Editors note: On July 25, the American Psychoanalytic Association announced it no longer expected its members to abide by the so-called “Goldwater Rule, a code of ethics prohibiting most psychiatrists from giving opinions about the mental state of anyone they have not evaluated.” Celia FisherPh.D., the Marie Ward Doty University Chair in Ethics, professor of psychology, and director of Fordham’s Center for Ethics Education, discussed the rationale for the rule in February. 

Below, she explains why the July 25 decision is an unfortunate one that elevated political and economic considerations above ethical principles.

“Revising ethical standards to address a particularly problematic political figure or to condone the publication of a book does not reflect well on the association.  The public should be aware that the American Psychoanalytic Association organization does not represent the field of psychiatry per se, but a group of professionals who practice a particular therapeutic orientation within the mental health profession known as psychoanalysis,” she said.

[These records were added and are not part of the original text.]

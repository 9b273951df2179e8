use crate::board::capture::capture_in_direction;
use crate::{Board, Color, Position, Square, DIRECTIONS};

/// The positions where one player may place a disk on one board.
///
/// Computed once by [`obtain_legal_actions()`] and never modified afterwards.
/// Iterating yields the legal positions in row-major order.
#[derive(Clone, PartialEq, Eq)]
pub struct LegalActions {
    length: usize,
    /// Row-major, same shape as the board.
    flags: Vec<bool>,
}

impl LegalActions {
    /// Is placing at `position` legal? Positions outside the board are never legal.
    pub fn contains(&self, position: Position) -> bool {
        let length = self.length as i32;
        position.is_within(Position::new(0, 0), Position::new(length, length))
            && self.flags[position.row as usize * self.length + position.col as usize]
    }

    /// Is there at least one legal placement?
    pub fn exists(&self) -> bool {
        self.flags.iter().any(|&flag| flag)
    }

    /// The number of legal placements.
    pub fn len(&self) -> usize {
        self.flags.iter().filter(|&&flag| flag).count()
    }

    pub fn is_empty(&self) -> bool {
        !self.exists()
    }

    pub fn iter(&self) -> LegalActionsIter<'_> {
        LegalActionsIter {
            legal_actions: self,
            idx: 0,
        }
    }
}

/// Iterates the legal positions of a [`LegalActions`] in row-major order.
pub struct LegalActionsIter<'a> {
    legal_actions: &'a LegalActions,
    /// The next flag to look at.
    idx: usize,
}

impl<'a> Iterator for LegalActionsIter<'a> {
    type Item = Position;

    fn next(&mut self) -> Option<Position> {
        let LegalActions { length, flags } = self.legal_actions;
        while self.idx < flags.len() {
            let idx = self.idx;
            self.idx += 1;
            if flags[idx] {
                return Some(Position::new((idx / length) as i32, (idx % length) as i32));
            }
        }
        None
    }
}

impl<'a> IntoIterator for &'a LegalActions {
    type Item = Position;
    type IntoIter = LegalActionsIter<'a>;

    fn into_iter(self) -> Self::IntoIter {
        self.iter()
    }
}

impl std::fmt::Debug for LegalActions {
    fn fmt(&self, f: &mut std::fmt::Formatter<'_>) -> std::fmt::Result {
        f.debug_set().entries(self.iter()).finish()
    }
}

/// Is placing a disk of `color` at `position` legal?
///
/// The cell must be empty, and in at least one direction the neighboring
/// cell must start a run of opponent disks that ends in a disk of `color`.
pub fn is_legal_placement(board: &Board, color: Color, position: Position) -> bool {
    if board.get(position) != Ok(Square::Empty) {
        return false;
    }
    DIRECTIONS
        .iter()
        .any(|&direction| capture_in_direction(board, color, position, direction).is_some())
}

/// Computes the legal placements of `color` for every cell of the board.
pub fn obtain_legal_actions(board: &Board, color: Color) -> LegalActions {
    LegalActions {
        length: board.length(),
        flags: board
            .positions()
            .map(|position| is_legal_placement(board, color, position))
            .collect(),
    }
}

/// Does the set contain any legal placement?
pub fn exists_legal_actions(legal_actions: &LegalActions) -> bool {
    legal_actions.exists()
}

#[cfg(test)]
mod tests {
    use quickcheck::quickcheck;

    use super::*;
    use crate::{arbitrary::ReachableGame, board};

    fn positions(list: &[(i32, i32)]) -> Vec<Position> {
        list.iter().copied().map(Position::from).collect()
    }

    #[test]
    fn legal_placements_on_init_board() {
        let board = Board::init(4);
        assert!(!is_legal_placement(&board, Color::Dark, Position::new(0, 0)));
        assert!(!is_legal_placement(&board, Color::Dark, Position::new(0, 1)));
        assert!(is_legal_placement(&board, Color::Dark, Position::new(0, 2)));
        // Occupied
        assert!(!is_legal_placement(&board, Color::Dark, Position::new(1, 1)));
        // Off the board
        assert!(!is_legal_placement(&board, Color::Dark, Position::new(-1, 2)));
    }

    #[test]
    fn obtain_on_init_board() {
        let board = Board::init(4);
        let dark = obtain_legal_actions(&board, Color::Dark);
        assert_eq!(dark.iter().collect::<Vec<_>>(), positions(&[(0, 2), (1, 3), (2, 0), (3, 1)]));
        assert_eq!(dark.len(), 4);
        assert!(exists_legal_actions(&dark));

        let light = obtain_legal_actions(&board, Color::Light);
        assert_eq!(light.iter().collect::<Vec<_>>(), positions(&[(0, 1), (1, 0), (2, 3), (3, 2)]));
    }

    #[test]
    fn obtain_on_empty_board() {
        let legal_actions = obtain_legal_actions(&Board::empty(4), Color::Dark);
        assert!(!exists_legal_actions(&legal_actions));
        assert!(legal_actions.is_empty());
        assert!(!legal_actions.contains(Position::new(0, 0)));
        assert_eq!(legal_actions, obtain_legal_actions(&Board::empty(4), Color::Light));
    }

    #[test]
    fn for_loop_visits_legal_positions_in_order() {
        let legal_actions = obtain_legal_actions(&Board::init(6), Color::Light);
        let mut visited = Vec::new();
        for position in &legal_actions {
            assert!(legal_actions.contains(position));
            visited.push(position);
        }
        assert_eq!(visited, positions(&[(1, 2), (2, 1), (3, 4), (4, 3)]));
        assert_eq!(visited.len(), legal_actions.len());
    }

    #[test]
    fn contains_outside_board() {
        let legal_actions = obtain_legal_actions(&Board::init(4), Color::Dark);
        assert!(!legal_actions.contains(Position::new(0, 4)));
        assert!(!legal_actions.contains(Position::new(-1, 2)));
        assert!(!legal_actions.contains(Position::new(1, 7)));
    }

    #[test]
    fn no_moves_when_opponent_is_unbracketable() {
        let board = board!(
            "xoox\n\
             -oox\n\
             xoox\n\
             xoxx"
        );
        assert!(!obtain_legal_actions(&board, Color::Light).exists());
        assert_eq!(
            obtain_legal_actions(&board, Color::Dark).iter().collect::<Vec<_>>(),
            positions(&[(1, 0)])
        );
    }

    quickcheck! {
        fn legal_actions_are_empty_cells(game: ReachableGame) -> bool {
            let board = game.0.board();
            [Color::Dark, Color::Light].into_iter().all(|color| {
                obtain_legal_actions(board, color)
                    .iter()
                    .all(|position| board[position] == Square::Empty)
            })
        }

        fn set_agrees_with_predicate(game: ReachableGame) -> bool {
            let board = game.0.board();
            let color = game.0.current_color();
            let legal_actions = obtain_legal_actions(board, color);
            board
                .positions()
                .all(|position| legal_actions.contains(position) == is_legal_placement(board, color, position))
        }
    }
}
use crate::{Color, Position};

/// The error type for [`Board::get()`](crate::Board::get), i.e. for a checked cell lookup.
#[derive(Clone, Copy, Debug, PartialEq, Eq)]
pub struct OutOfRange {
    pub position: Position,
    pub length: usize,
}

impl std::error::Error for OutOfRange {}

impl std::fmt::Display for OutOfRange {
    fn fmt(&self, f: &mut std::fmt::Formatter<'_>) -> std::fmt::Result {
        write!(
            f,
            "Position {} is outside of the {}x{} board",
            self.position, self.length, self.length
        )
    }
}

/// The error type for [`Game::execute_action()`](crate::Game::execute_action).
#[derive(Clone, Copy, Debug, PartialEq, Eq)]
pub enum IllegalAction {
    /// Tried to pass although a disk could have been placed.
    IllegalPass { color: Color },
    /// Tried to place a disk where it does not capture anything, or outside the board.
    IllegalPlacement { color: Color, position: Position },
}

impl std::error::Error for IllegalAction {}

impl std::fmt::Display for IllegalAction {
    fn fmt(&self, f: &mut std::fmt::Formatter<'_>) -> std::fmt::Result {
        match self {
            IllegalAction::IllegalPass { color } => write!(
                f,
                "Player {} tried to pass, but a legal placement exists",
                color
            ),
            IllegalAction::IllegalPlacement { color, position } => write!(
                f,
                "Player {} cannot place a disk at {}",
                color, position
            ),
        }
    }
}

/// The error type for the [`FromStr`](std::str::FromStr) instance of [`Board`](crate::Board).
#[derive(Clone, Copy, Debug, PartialEq, Eq)]
pub enum BoardFromStrErr {
    Empty,
    InvalidChar { row: usize, col: usize, c: char },
    NotSquare { row: usize, len: usize, expected: usize },
}

impl std::error::Error for BoardFromStrErr {}

impl std::fmt::Display for BoardFromStrErr {
    fn fmt(&self, f: &mut std::fmt::Formatter<'_>) -> std::fmt::Result {
        match self {
            BoardFromStrErr::Empty => write!(f, "The board has no rows"),
            BoardFromStrErr::InvalidChar { row, col, c } => write!(
                f,
                "Invalid character '{}' at row {}, column {}, expected one of 'x', 'o', '-'",
                c, row, col
            ),
            BoardFromStrErr::NotSquare { row, len, expected } => write!(
                f,
                "Row {} has {} cells, but the board needs {} cells per row",
                row, len, expected
            ),
        }
    }
}
use rand::rngs::StdRng;
use rand::seq::SliceRandom;
use reversi::{Color, Game, GameOutcome, IllegalAction};
use tracing::{debug, info, trace};

use crate::player::Player;
use crate::recording::Recorder;
use crate::MatchConfig;

#[derive(Debug)]
pub enum GameResult {
    WonByPlayer { player_idx: usize },
    Tie,
    IllegalActionByPlayer { player_idx: usize, err: IllegalAction },
}

/// Plays one game between the two players.
///
/// Returns an error only when a player fails to produce an action or the
/// recording cannot be written, not when an illegal action is played.
pub fn play_game(
    rng: &mut StdRng,
    player_1: &mut Player,
    player_2: &mut Player,
    config: &MatchConfig,
    recorder: &mut Option<Recorder>,
) -> anyhow::Result<GameResult> {
    // Randomly pick who plays dark, and therefore moves first
    let colors = {
        let mut arr = [Color::Dark, Color::Light];
        arr.shuffle(rng);
        arr
    };
    let mut players = [player_1, player_2];
    debug!(dark = %players[color_idx(&colors, Color::Dark)].name, "New game");

    if let Some(rec) = recorder {
        rec.start_game([
            (players[0].name.as_str(), colors[0]),
            (players[1].name.as_str(), colors[1]),
        ]);
    }

    let mut game = Game::init(config.board_length);
    let mut rejections = 0;
    let mut forfeit = None;
    while !game.is_game_over() {
        let color = game.current_color();
        let player_idx = color_idx(&colors, color);
        let player = &mut players[player_idx];
        let action = player.strategy().play(&game)?;
        match game.execute_action(action) {
            Ok(()) => {
                rejections = 0;
                debug!(player = %player.name, %color, ?action);
                trace!("\n{}", game.board());
                if let Some(rec) = recorder {
                    rec.store_action(color, action);
                }
            }
            Err(err) => {
                rejections += 1;
                info!(player = %player.name, rejections, "{}", err);
                if rejections > config.max_rejections {
                    forfeit = Some(GameResult::IllegalActionByPlayer { player_idx, err });
                    break;
                }
            }
        }
    }

    if let Some(rec) = recorder {
        let path = rec.write_game_recording(&game)?;
        debug!(path = %path.display(), "Recorded game");
    }

    if let Some(result) = forfeit {
        return Ok(result);
    }

    // Report who won
    let game_result = match game.outcome() {
        Some(GameOutcome::Winner(color)) => GameResult::WonByPlayer {
            player_idx: color_idx(&colors, color),
        },
        Some(GameOutcome::Tie) => GameResult::Tie,
        None => unreachable!("The game loop only ends when the game is over"),
    };
    Ok(game_result)
}

fn color_idx(colors: &[Color; 2], color: Color) -> usize {
    if colors[0] == color {
        0
    } else {
        1
    }
}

“Responsible diagnosis in psychoanalysis, as in other mental health fields, relies on assessment techniques that are characterized by interactions with and analysis of patient responses to specific established questions. A professionally and ethically responsible diagnosis cannot be determined in the absence of such interactions or assessments. For example, although the American Psychological Association has not adopted a “Goldwater Rule”, the importance of appropriate assessments are intrinsic in its ethics code, which forbids psychologists from providing opinions of the psychological characteristics of individuals if they have not “conducted an examination of the individuals adequate to support their statements or conclusions”. To be sure, the mental health profession can and should share their knowledge with the public, but irresponsible “diagnosis” diminishes the profession and does not serve the public it seeks to inform.”

Stream the February interview with Fisher on this topic below.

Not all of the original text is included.